XXX LES CŒURS-BLEUS

Huit heures sonnaient lorsque Zizi et La Merluche, quittant la rue de Clignancourt, se dirigèrent à angle droit sur le marché Saint-Pierre, situé au pied de la Butte. En hiver, à cette heure-là, ce coin de Montmartre forme un flot de silence dans la mer de rumeur qui l’enveloppe. Alors que, tout autour, la chaussée Clignancourt, le boulevard Rochechouart, la rue d’Orsel sont encore grouillants et lumineux, les abords du marché Saint-Pierre sont déserts déjà et forment une silencieuse solitude. Cela tient à ce que la vie de Paris s’arrête au pied du mur à pic. Au delà du mur, c’est la rampe escarpée qui grimpe en pentes rapides et que couronne la masse énorme du Sacré-cœur. Les vagues du grand flot parisien qui battent leur plein au-dessus du boulevard Rochechouart se brisent déjà à la ligne de ce boulevard, puis s’échappent à droite et à gauche.


La Merluche et Zizi se dirigèrent donc vers le terrain vague qui, à cette époque, s’étendait derrière le marché. Il était clôturé de planches. Mais, bien entendu, ces planches, qui étaient là officiellement pour servir d’infranchissable barrière contre les rôdeurs, ne servaient qu’à abriter lesdits rôdeurs contre les regards indiscrets.


Zizi écarta l’une des planches et se glissa dans l’intérieur, suivi de La Merluche, qui remit la planche en place.


– Nous sommes chez nous, dit Zizi.


– On va rigoler, fit La Merluche.


– Tu vas voir!…


L’entourage de planches formait à son extrémité un angle aigu. Au fond de cet angle, et accroupis, cinq ou six individus se racontaient des histoires en attendant l’arrivée de Zizi. C’étaient des gamins dont le plus âgé n’avait pas quinze ans. La Merluche, qui avait dix-sept ans, était le vieillard de cette bande, et il en eût été le Nestor si la nature l’avait au préalable doué de quelque intelligence. Mais la nature avait oublié, impardonnable distraction. La Merluche était bête. Il ne devait son grade de lieutenant qu’à son âge avancé. Zizi, au contraire, était arrivé au capitainat par ses seules ressources.
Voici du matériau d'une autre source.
//! Column endpoints.
//!
//! Request bodies go through the transcoding layer, which validates
//! required fields before the store is touched.

use axum::extract::{Path, State};
use axum::http::StatusCode;
use axum::routing::get;
use axum::{Json, Router};

use taskwall_core::codec;
use taskwall_core::model::Column;

use crate::http::error::{ApiError, ApiResult};
use crate::http::AppState;

/// GET /api/columns - all columns with nested items, ordered by position
async fn list_columns(State(state): State<AppState>) -> ApiResult<Json<Vec<Column>>> {
    let columns = state.store.columns().await?;
    Ok(Json(columns))
}

/// POST /api/columns - create a column at a free position
async fn create_column(
    State(state): State<AppState>,
    body: String,
) -> ApiResult<(StatusCode, Json<Column>)> {
    let draft = codec::column_from_json(&body)?;
    let column = state
        .store
        .create_column(&draft.name, draft.position)
        .await?;

    Ok((StatusCode::CREATED, Json(column)))
}

/// GET /api/columns/{id} - a single column with its items
async fn get_column(
    State(state): State<AppState>,
    Path(id): Path<i64>,
) -> ApiResult<Json<Column>> {
    let column = state.store.column(id).await?.ok_or(ApiError::NotFound {
        resource: "column",
        id,
    })?;

    Ok(Json(column))
}

/// PUT /api/columns/{id} - full replace of name/position
async fn update_column(
    State(state): State<AppState>,
    Path(id): Path<i64>,
    body: String,
) -> ApiResult<Json<Column>> {
    let draft = codec::column_from_json(&body)?;
    let column = state
        .store
        .update_column(id, &draft.name, draft.position)
        .await?
        .ok_or(ApiError::NotFound {
            resource: "column",
            id,
        })?;

    Ok(Json(column))
}

/// DELETE /api/columns/{id} - remove the column and its items; idempotent
async fn delete_column(State(state): State<AppState>, Path(id): Path<i64>) -> ApiResult<StatusCode> {
    state.store.delete_column(id).await?;
    Ok(StatusCode::NO_CONTENT)
}

pub fn router() -> Router<AppState> {
    Router::new()
        .route("/columns", get(list_columns).post(create_column))
        .route(
            "/columns/{id}",
            get(get_column).put(update_column).delete(delete_column),
        )
}
//! Wire transcoding for the API boundary.
//!
//! Inbound payloads decode into drafts carrying exactly the
//! client-supplied fields; ids and timestamps are store-assigned.
//! Outbound entities encode through their `Serialize` impls.

use serde::{Deserialize, Serialize};
use thiserror::Error;

/// Why an inbound payload was rejected. No partial entity survives a
/// rejection.
#[derive(Debug, Error)]
pub enum DecodeError {
    /// Not valid JSON, or a required field is missing or mistyped
    #[error("malformed payload: {0}")]
    Json(#[from] serde_json::Error),

    /// A required text field is present but empty
    #[error("{field} must not be empty")]
    Empty { field: &'static str },
}

/// Client-supplied fields for creating or replacing a column.
#[derive(Debug, Clone, Deserialize)]
pub struct ColumnDraft {
    pub name: String,
    pub position: i64,
}

/// Client-supplied fields for creating or replacing an item.
#[derive(Debug, Clone, Deserialize)]
pub struct ItemDraft {
    pub title: String,
    pub position: i64,
}

/// Decode a column payload, requiring at minimum `{name, position}`.
pub fn column_from_json(raw: &str) -> Result<ColumnDraft, DecodeError> {
    let draft: ColumnDraft = serde_json::from_str(raw)?;
    if draft.name.trim().is_empty() {
        return Err(DecodeError::Empty { field: "name" });
    }
    Ok(draft)
}

/// Decode an item payload, requiring at minimum `{title, position}`.
pub fn item_from_json(raw: &str) -> Result<ItemDraft, DecodeError> {
    let draft: ItemDraft = serde_json::from_str(raw)?;
    if draft.title.trim().is_empty() {
        return Err(DecodeError::Empty { field: "title" });
    }
    Ok(draft)
}

/// Encode an entity to its wire representation.
pub fn to_json<T: Serialize>(entity: &T) -> Result<String, DecodeError> {
    Ok(serde_json::to_string(entity)?)
}

#[cfg(test)]
mod tests {
    use super::*;
    use crate::model::{Column, Item};
    use serde_json::{json, Value};

    #[test]
    fn decodes_valid_column() {
        let draft = column_from_json(r#"{"name": "todo", "position": 1}"#).unwrap();
        assert_eq!(draft.name, "todo");
        assert_eq!(draft.position, 1);
    }

    #[test]
    fn ignores_extra_fields() {
        let draft = column_from_json(r#"{"name": "todo", "position": 1, "id": 99}"#).unwrap();
        assert_eq!(draft.name, "todo");
    }

    #[test]
    fn rejects_missing_position() {
        assert!(matches!(
            column_from_json(r#"{"name": "todo"}"#),
            Err(DecodeError::Json(_))
        ));
    }

    #[test]
    fn rejects_non_integer_position() {
        assert!(matches!(
            item_from_json(r#"{"title": "write spec", "position": "first"}"#),
            Err(DecodeError::Json(_))
        ));
    }

    #[test]
    fn rejects_empty_name() {
        assert!(matches!(
            column_from_json(r#"{"name": "  ", "position": 1}"#),
            Err(DecodeError::Empty { field: "name" })
        ));
    }

    #[test]
    fn rejects_garbage() {
        assert!(item_from_json("not json").is_err());
    }

    #[test]
    fn column_round_trip_preserves_name_and_position() {
        let draft = column_from_json(r#"{"name": "doing", "position": 2}"#).unwrap();
        let column = Column::new(7, draft.name.clone(), draft.position);

        let encoded: Value = serde_json::from_str(&to_json(&column).unwrap()).unwrap();
        assert_eq!(encoded["name"], json!("doing"));
        assert_eq!(encoded["position"], json!(2));
        assert_eq!(encoded["items"], json!([]));
    }

    #[test]
    fn item_encodes_wire_fields() {
        let item = Item {
            id: 3,
            title: "write spec".into(),
            position: 1,
            timestamp: "2024-01-01T00:00:00Z".into(),
        };

        let encoded: Value = serde_json::from_str(&to_json(&item).unwrap()).unwrap();
        assert_eq!(encoded["id"], json!(3));
        assert_eq!(encoded["title"], json!("write spec"));
        assert_eq!(encoded["position"], json!(1));
        assert_eq!(encoded["timestamp"], json!("2024-01-01T00:00:00Z"));
    }
}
À l’approche des deux nouveaux arrivants, la bande ne bougea pas. Simplement, on se serra pour leur faire place. Et on continua d’écouter celui dont c’était le tour de raconter une histoire. Zizi et La Merluche s’assirent en tailleur comme leurs camarades, et se mirent à écouter. L’histoire touchait à sa fin.


Lorsque l’«histoire» fut terminée, toutes les têtes se tournèrent vers Zizi, et toutes les voix éraillées déjà, avec des accents traînants, des relents de liqueur et de tabac, des modulations qui sont la hideuse musique du vice, bientôt celle du crime, toutes ces voix de gosse réclamèrent:


– À ton tour, Zizi!…


– Eh bien! je vais vous en dire une! fit Zizi. Moi, j’ai raté ma vocation. J’aurais dû me mettre fabricant de romans… Pas vrai que j’te l’ai dit souvent, La Merluche?


– Tu l’as dit, attesta fidèlement La Merluche. Mais dégoise…


– Oui, dégoise! reprit la bande en frémissant à l’avance.


Zizi, en effet, était le narrateur le plus écouté des Cœurs-Bleus. Il avait un talent spécial pour «empaumer» ses auditeurs.


– Je vais vous en conter une toute neuve, dit Zizi.


– Zut! fit La Merluche consterné. Une neuve!…


Dans toute la bande, s’élevèrent aussi des protestations et des plaintes.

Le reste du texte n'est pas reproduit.